§ Records from a dataset:

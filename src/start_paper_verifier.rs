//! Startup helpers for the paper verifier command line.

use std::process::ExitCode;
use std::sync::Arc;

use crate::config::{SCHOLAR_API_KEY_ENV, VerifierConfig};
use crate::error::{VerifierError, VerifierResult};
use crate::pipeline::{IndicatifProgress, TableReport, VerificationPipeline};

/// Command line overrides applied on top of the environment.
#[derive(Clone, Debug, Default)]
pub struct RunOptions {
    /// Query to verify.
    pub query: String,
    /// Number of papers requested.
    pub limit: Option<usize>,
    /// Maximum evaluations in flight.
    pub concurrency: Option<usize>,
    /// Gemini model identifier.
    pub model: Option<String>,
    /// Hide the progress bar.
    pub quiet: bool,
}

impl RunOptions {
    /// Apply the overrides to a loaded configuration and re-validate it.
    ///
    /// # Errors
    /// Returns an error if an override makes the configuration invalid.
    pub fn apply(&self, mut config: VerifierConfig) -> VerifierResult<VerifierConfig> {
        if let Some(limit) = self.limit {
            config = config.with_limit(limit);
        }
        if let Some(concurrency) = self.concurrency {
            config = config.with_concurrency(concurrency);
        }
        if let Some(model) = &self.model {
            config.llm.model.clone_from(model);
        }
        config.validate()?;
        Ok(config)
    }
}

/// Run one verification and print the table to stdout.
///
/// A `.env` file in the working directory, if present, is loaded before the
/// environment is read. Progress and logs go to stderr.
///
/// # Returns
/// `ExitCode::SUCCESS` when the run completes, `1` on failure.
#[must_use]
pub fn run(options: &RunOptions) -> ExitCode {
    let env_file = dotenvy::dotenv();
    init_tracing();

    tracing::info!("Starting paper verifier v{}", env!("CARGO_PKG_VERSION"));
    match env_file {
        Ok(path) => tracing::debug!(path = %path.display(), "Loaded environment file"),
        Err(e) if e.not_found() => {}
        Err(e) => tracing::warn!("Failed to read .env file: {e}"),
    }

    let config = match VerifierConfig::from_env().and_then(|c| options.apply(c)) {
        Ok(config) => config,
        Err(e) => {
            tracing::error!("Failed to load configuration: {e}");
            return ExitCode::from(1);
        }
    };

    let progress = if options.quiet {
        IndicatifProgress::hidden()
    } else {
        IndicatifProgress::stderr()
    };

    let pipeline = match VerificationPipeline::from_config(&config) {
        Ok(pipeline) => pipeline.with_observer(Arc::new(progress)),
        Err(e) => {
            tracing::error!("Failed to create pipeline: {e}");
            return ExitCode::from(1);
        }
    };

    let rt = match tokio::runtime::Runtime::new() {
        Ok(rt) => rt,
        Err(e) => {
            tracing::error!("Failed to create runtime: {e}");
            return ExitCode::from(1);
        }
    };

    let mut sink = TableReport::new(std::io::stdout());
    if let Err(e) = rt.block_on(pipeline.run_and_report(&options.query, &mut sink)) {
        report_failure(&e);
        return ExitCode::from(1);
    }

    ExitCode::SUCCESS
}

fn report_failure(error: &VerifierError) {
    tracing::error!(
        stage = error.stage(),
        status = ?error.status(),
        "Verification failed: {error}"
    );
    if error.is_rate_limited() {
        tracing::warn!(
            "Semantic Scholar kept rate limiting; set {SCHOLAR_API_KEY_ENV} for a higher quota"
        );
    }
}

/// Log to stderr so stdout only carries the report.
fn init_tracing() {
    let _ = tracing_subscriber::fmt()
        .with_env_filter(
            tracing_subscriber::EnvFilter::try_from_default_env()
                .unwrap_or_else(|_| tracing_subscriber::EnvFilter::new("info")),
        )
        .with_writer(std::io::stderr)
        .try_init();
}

§ Aim of the task: Write out each record exactly, without addition or omission.

§ Exercise output:
filename src/start_paper_verifier.rs
//! Startup helpers for the paper verifier command line.

use std::process::ExitCode;
use std::sync::Arc;

use crate::config::{SCHOLAR_API_KEY_ENV, VerifierConfig};
use crate::error::{VerifierError, VerifierResult};
use crate::pipeline::{IndicatifProgress, TableReport, VerificationPipeline};

/// Command line overrides applied on top of the environment.
#[derive(Clone, Debug, Default)]
pub struct RunOptions {
    /// Query to verify.
    pub query: String,
    /// Number of papers requested.
    pub limit: Option<usize>,
    /// Maximum evaluations in flight.
    pub concurrency: Option<usize>,
    /// Gemini model identifier.
    pub model: Option<String>,
    /// Hide the progress bar.
    pub quiet: bool,
}

impl RunOptions {
    /// Apply the overrides to a loaded configuration and re-validate it.
    ///
    /// # Errors
    /// Returns an error if an override makes the configuration invalid.
    pub fn apply(&self, mut config: VerifierConfig) -> VerifierResult<VerifierConfig> {
        if let Some(limit) = self.limit {
            config = config.with_limit(limit);
        }
        if let Some(concurrency) = self.concurrency {
            config = config.with_concurrency(concurrency);
        }
        if let Some(model) = &self.model {
            config.llm.model.clone_from(model);
        }
        config.validate()?;
        Ok(config)
    }
}

/// Run one verification and print the table to stdout.
///
/// A `.env` file in the working directory, if present, is loaded before the
/// environment is read. Progress and logs go to stderr.
///
/// # Returns
/// `ExitCode::SUCCESS` when the run completes, `1` on failure.
#[must_use]
pub fn run(options: &RunOptions) -> ExitCode {
    let env_file = dotenvy::dotenv();
    init_tracing();

    tracing::info!("Starting paper verifier v{}", env!("CARGO_PKG_VERSION"));
    match env_file {
        Ok(path) => tracing::debug!(path = %path.display(), "Loaded environment file"),
        Err(e) if e.not_found() => {}
        Err(e) => tracing::warn!("Failed to read .env file: {e}"),
    }

    let config = match VerifierConfig::from_env().and_then(|c| options.apply(c)) {
        Ok(config) => config,
        Err(e) => {
            tracing::error!("Failed to load configuration: {e}");
            return ExitCode::from(1);
        }
    };

    let progress = if options.quiet {
        IndicatifProgress::hidden()
    } else {
        IndicatifProgress::stderr()
    };

    let pipeline = match VerificationPipeline::from_config(&config) {
        Ok(pipeline) => pipeline.with_observer(Arc::new(progress)),
        Err(e) => {
            tracing::error!("Failed to create pipeline: {e}");
            return ExitCode::from(1);
        }
    };

    let rt = match tokio::runtime::Runtime::new() {
        Ok(rt) => rt,
        Err(e) => {
            tracing::error!("Failed to create runtime: {e}");
            return ExitCode::from(1);
        }
    };

    let mut sink = TableReport::new(std::io::stdout());
    if let Err(e) = rt.block_on(pipeline.run_and_report(&options.query, &mut sink)) {
        report_failure(&e);
        return ExitCode::from(1);
    }

    ExitCode::SUCCESS
}

fn report_failure(error: &VerifierError) {
    tracing::error!(
        stage = error.stage(),
        status = ?error.status(),
        "Verification failed: {error}"
    );
    if error.is_rate_limited() {
        tracing::warn!(
            "Semantic Scholar kept rate limiting; set {SCHOLAR_API_KEY_ENV} for a higher quota"
        );
    }
}

/// Log to stderr so stdout only carries the report.
fn init_tracing() {
    let _ = tracing_subscriber::fmt()
        .with_env_filter(
            tracing_subscriber::EnvFilter::try_from_default_env()
                .unwrap_or_else(|_| tracing_subscriber::EnvFilter::new("info")),
        )
        .with_writer(std::io::stderr)
        .try_init();
}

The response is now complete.